The matchmaking system in Destiny is an ongoing conversation in the community, as fans report varying levels of lag, long queue times, and ultra-competitive match-ups. Many distrust Bungie when it comes the developer talking about matchmaking, with many fans insisting skill-based matchmaking is in full force even though Bungie denies it.
That feeling comes from Bungie stealth implementing skill-based matchmaking in Destiny in December, which the developer admitted and rolled back earlier this year. After many passes at adjusting the matchmaking, Bungie says the system is a combination of connection-based and skill-based matchmaking, with connections being prioritized most of all.

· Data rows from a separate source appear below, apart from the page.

pub mod admin;
pub mod calendar;
pub mod cart;
pub mod catalog;
pub mod checkout;
pub mod health;
pub mod location;
pub mod order;
pub mod template;
pub mod webhook;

To try to settle the debate, which seems to have picked up steam with fans once again, Senior Designer Derek Carroll took to Reddit and Twitter to explain:
Destiny [matchmaking] doesn’t “favor” skill over connection. In a nutshell, we attempt to find the best connections within a skill range, and if we can’t find a good match, we expand the skill range and try again. If it’s taking you minutes to find a match, it’s not because we’re waiting to find you the perfect skill match, it’s because we’re having trouble finding you a good connection. We give up on skill almost immediately, because it’s less important than having low latency.
According to Carroll, here’s how Destiny‘s matchmaking system is currently working: When a player enters into a Crucible lobby, the game takes the skill ranking of a player and searches for a game that has a good connection within a range close to that player’s skill ranking. If a game within that skill range cannot be found, the skill range is expanded and the system searches for a good connection within that range. It continues until a suitable game (based on connection, according to Carroll) is found. Finding a match geographically close is used as a “first pass” but the search area will expand if one cannot be found.

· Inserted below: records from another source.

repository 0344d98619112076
use crate::domain::{models::{booking::Booking, event::Event}, ports::BookingRepository};
use crate::error::{is_unique_violation, AppError};
use async_trait::async_trait;
use chrono::{DateTime, NaiveDate, Utc};
use sqlx::PgPool;

pub struct PostgresBookingRepo {
    pool: PgPool,
}

impl PostgresBookingRepo {
    pub fn new(pool: PgPool) -> Self {
        Self { pool }
    }
}

#[async_trait]
impl BookingRepository for PostgresBookingRepo {
    async fn create(&self, booking: &Booking) -> Result<Booking, AppError> {
        sqlx::query_as::<_, Booking>(
            r#"INSERT INTO bookings (
                id, student_id, product_id, location_id, order_id, event_id, start_time, end_time,
                local_day, status, total_price, needs_review, review_reason, created_at
            ) VALUES ($1, $2, $3, $4, $5, $6, $7, $8, $9, $10, $11, $12, $13, $14)
            RETURNING *"#
        )
            .bind(&booking.id).bind(&booking.student_id).bind(&booking.product_id).bind(&booking.location_id)
            .bind(&booking.order_id).bind(&booking.event_id).bind(booking.start_time).bind(booking.end_time)
            .bind(booking.local_day).bind(booking.status.as_str()).bind(booking.total_price)
            .bind(booking.needs_review).bind(&booking.review_reason).bind(booking.created_at)
            .fetch_one(&self.pool)
            .await
            .map_err(|e| if is_unique_violation(&e) { AppError::DuplicateBookingConflict } else { AppError::Database(e) })
    }

    async fn find_by_id(&self, id: &str) -> Result<Option<Booking>, AppError> {
        sqlx::query_as::<_, Booking>("SELECT * FROM bookings WHERE id = $1").bind(id).fetch_optional(&self.pool).await.map_err(AppError::Database)
    }

    async fn find_active_by_key(&self, student_id: &str, product_id: &str, day: NaiveDate, location_id: &str) -> Result<Option<Booking>, AppError> {
        sqlx::query_as::<_, Booking>(
            "SELECT * FROM bookings WHERE student_id = $1 AND product_id = $2 AND local_day = $3 AND location_id = $4 AND status != 'CANCELLED'"
        )
            .bind(student_id).bind(product_id).bind(day).bind(location_id)
            .fetch_optional(&self.pool).await.map_err(AppError::Database)
    }

    async fn find_for_order_by_key(
        &self,
        order_id: &str,
        student_id: &str,
        product_id: &str,
        day: NaiveDate,
        location_id: &str,
    ) -> Result<Option<Booking>, AppError> {
        sqlx::query_as::<_, Booking>(
            r#"SELECT * FROM bookings
               WHERE order_id = $1 AND student_id = $2 AND product_id = $3 AND local_day = $4 AND location_id = $5
               ORDER BY status = 'CANCELLED' ASC, created_at DESC
               LIMIT 1"#
        )
            .bind(order_id).bind(student_id).bind(product_id).bind(day).bind(location_id)
            .fetch_optional(&self.pool).await.map_err(AppError::Database)
    }

    async fn list(&self) -> Result<Vec<Booking>, AppError> {
        sqlx::query_as::<_, Booking>("SELECT * FROM bookings ORDER BY local_day ASC, created_at ASC").fetch_all(&self.pool).await.map_err(AppError::Database)
    }

    async fn list_by_order(&self, order_id: &str) -> Result<Vec<Booking>, AppError> {
        sqlx::query_as::<_, Booking>("SELECT * FROM bookings WHERE order_id = $1 ORDER BY created_at ASC").bind(order_id).fetch_all(&self.pool).await.map_err(AppError::Database)
    }

    async fn list_unlinked(&self, limit: i64) -> Result<Vec<Booking>, AppError> {
        sqlx::query_as::<_, Booking>(
            r#"SELECT * FROM bookings
               WHERE event_id IS NULL AND status IN ('PENDING', 'CONFIRMED') AND needs_review = FALSE
               ORDER BY last_link_attempt_at ASC NULLS FIRST, created_at ASC
               LIMIT $1"#
        )
            .bind(limit)
            .fetch_all(&self.pool).await.map_err(AppError::Database)
    }

    async fn mark_link_attempt(&self, booking_id: &str, at: DateTime<Utc>) -> Result<(), AppError> {
        sqlx::query("UPDATE bookings SET last_link_attempt_at = $1 WHERE id = $2")
            .bind(at).bind(booking_id)
            .execute(&self.pool).await.map_err(AppError::Database)?;
        Ok(())
    }

    async fn list_needing_review(&self) -> Result<Vec<Booking>, AppError> {
        sqlx::query_as::<_, Booking>(
            "SELECT * FROM bookings WHERE needs_review = TRUE AND status != 'CANCELLED' ORDER BY created_at ASC"
        )
            .fetch_all(&self.pool).await.map_err(AppError::Database)
    }

    async fn link_event(&self, booking_id: &str, event: &Event, capacity: i32) -> Result<bool, AppError> {
        let mut tx = self.pool.begin().await.map_err(AppError::Database)?;

        // Row lock on the event serializes concurrent links against its capacity.
        sqlx::query("SELECT id FROM events WHERE id = $1 FOR UPDATE")
            .bind(&event.id)
            .fetch_optional(&mut *tx).await.map_err(AppError::Database)?;

        let result = sqlx::query(
            r#"UPDATE bookings SET event_id = $1, start_time = $2, end_time = $3
               WHERE id = $4 AND event_id IS NULL AND status != 'CANCELLED'
                 AND (SELECT COUNT(*) FROM bookings WHERE event_id = $1 AND status != 'CANCELLED') < $5"#
        )
            .bind(&event.id).bind(event.start_time).bind(event.end_time)
            .bind(booking_id)
            .bind(i64::from(capacity))
            .execute(&mut *tx).await.map_err(AppError::Database)?;

        tx.commit().await.map_err(AppError::Database)?;
        Ok(result.rows_affected() == 1)
    }

    async fn flag_for_review(&self, booking_id: &str, reason: &str) -> Result<(), AppError> {
        sqlx::query("UPDATE bookings SET needs_review = TRUE, review_reason = $1 WHERE id = $2")
            .bind(reason).bind(booking_id)
            .execute(&self.pool).await.map_err(AppError::Database)?;
        Ok(())
    }

    async fn cancel(&self, id: &str) -> Result<Booking, AppError> {
        sqlx::query_as::<_, Booking>("UPDATE bookings SET status = 'CANCELLED' WHERE id = $1 RETURNING *")
            .bind(id)
            .fetch_optional(&self.pool).await.map_err(AppError::Database)?
            .ok_or_else(|| AppError::NotFound("Booking not found".into()))
    }
}
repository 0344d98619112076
use axum::{body::Bytes, extract::State, http::HeaderMap, response::IntoResponse, Json};
use chrono::Utc;
use crate::state::AppState;
use crate::infra::payment::stripe_webhook::{parse_event, verify_signature, DEFAULT_TOLERANCE_SECS, SIGNATURE_HEADER};
use crate::error::AppError;
use serde_json::json;
use std::sync::Arc;
use tracing::{debug, warn};

pub async fn stripe_webhook(
    State(state): State<Arc<AppState>>,
    headers: HeaderMap,
    body: Bytes,
) -> Result<impl IntoResponse, AppError> {
    let signature = headers.get(SIGNATURE_HEADER)
        .and_then(|v| v.to_str().ok())
        .ok_or_else(|| AppError::Unauthorized("Missing webhook signature".into()))?;

    if let Err(e) = verify_signature(&state.config.stripe_webhook_secret, signature, &body, Utc::now(), DEFAULT_TOLERANCE_SECS) {
        warn!("Rejected webhook: {}", e);
        return Err(e);
    }

    let Some(notification) = parse_event(&body)? else {
        debug!("Ignoring non-payment webhook");
        return Ok(Json(json!({ "received": true, "handled": false })));
    };

    let outcome = state.payment_service.handle_notification(notification).await?;
    Ok(Json(json!({ "received": true, "handled": outcome.handled, "outcome": outcome })))
}
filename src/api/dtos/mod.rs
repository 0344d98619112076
pub mod requests;
pub mod responses;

Many fans will continue to debate how effective Destiny‘s current matchmaking system is working, but according to Carroll, “[Bungie is] not skill-obsessed, but I do believe that the best matches are where both teams are evenly matched, and have low-latency connections.”
On Twitter, someone asked why Bungie does not just split lobbies into purely connection-based and purely skill based, to which Carroll replied “[N]ot totally unreasonable, but splitting the population isn’t super-healthy, either. There are always other factors to consider.”
Discussion and tweaking is bound to continue, but Carroll says Bungie wants to continue to improve matchmaking in Destiny: “No one is saying Destiny’s MM is perfect, but I’d love to be able to improve it (with your help!)” It’s not the first time Bungie has asked for help from fans, so players should not be shy about letting the developer know about their experiences.